■ **YOUR GOAL**
The answer should be a single number: how many lines in the material contain "CombinedLogger".

+-------+

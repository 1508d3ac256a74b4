//! Platform logging initialization for the recordlist terminal app.
//!
//! File output goes to `./recordlist.log` in the current working directory.

use std::fs::File;
use std::path::PathBuf;

use log::LevelFilter;
use serde::{Deserialize, Serialize};
use simplelog::{
    ColorChoice, CombinedLogger, Config, ConfigBuilder, SharedLogger, TermLogger, TerminalMode,
    WriteLogger,
};

const LOG_FILENAME: &str = "./recordlist.log";

/// Destination for log output.
#[derive(Debug, Clone, Copy, PartialEq, Eq, Default, Serialize, Deserialize)]
pub enum LogDestination {
    /// Write to ./recordlist.log in current directory.
    #[default]
    File,
    /// Write to the terminal (stderr for warnings and errors).
    Terminal,
    /// Write to both file and terminal.
    Both,
}

/// Initialize the logger with the specified destination and level.
///
/// The terminal is shared with the rendered list, so `File` keeps the list
/// readable; pick `Terminal` or `Both` when debugging.
pub fn initialize(destination: LogDestination, level: LevelFilter) {
    let config = build_config();

    let loggers: Vec<Box<dyn SharedLogger>> = match destination {
        LogDestination::File => match create_file_logger(level, config) {
            Some(file_logger) => vec![file_logger],
            None => return,
        },
        LogDestination::Terminal => vec![TermLogger::new(
            level,
            config,
            TerminalMode::Stderr,
            ColorChoice::Auto,
        )],
        LogDestination::Both => {
            let mut loggers: Vec<Box<dyn SharedLogger>> = vec![TermLogger::new(
                level,
                config.clone(),
                TerminalMode::Stderr,
                ColorChoice::Auto,
            )];
            if let Some(file_logger) = create_file_logger(level, config) {
                loggers.push(file_logger);
            }
            loggers
        }
    };

    let _ = CombinedLogger::init(loggers);
}

fn build_config() -> Config {
    ConfigBuilder::new()
        .set_time_format_rfc3339()
        .set_target_level(LevelFilter::Error)
        .build()
}

fn create_file_logger(level: LevelFilter, config: Config) -> Option<Box<WriteLogger<File>>> {
    let log_path = PathBuf::from(LOG_FILENAME);
    match File::create(&log_path) {
        Ok(file) => Some(WriteLogger::new(level, config, file)),
        Err(err) => {
            eprintln!("Warning: Could not create log file at {:?}: {}", log_path, err);
            None
        }
    }
}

+-------+

■ **EXERCISE ANSWER**
2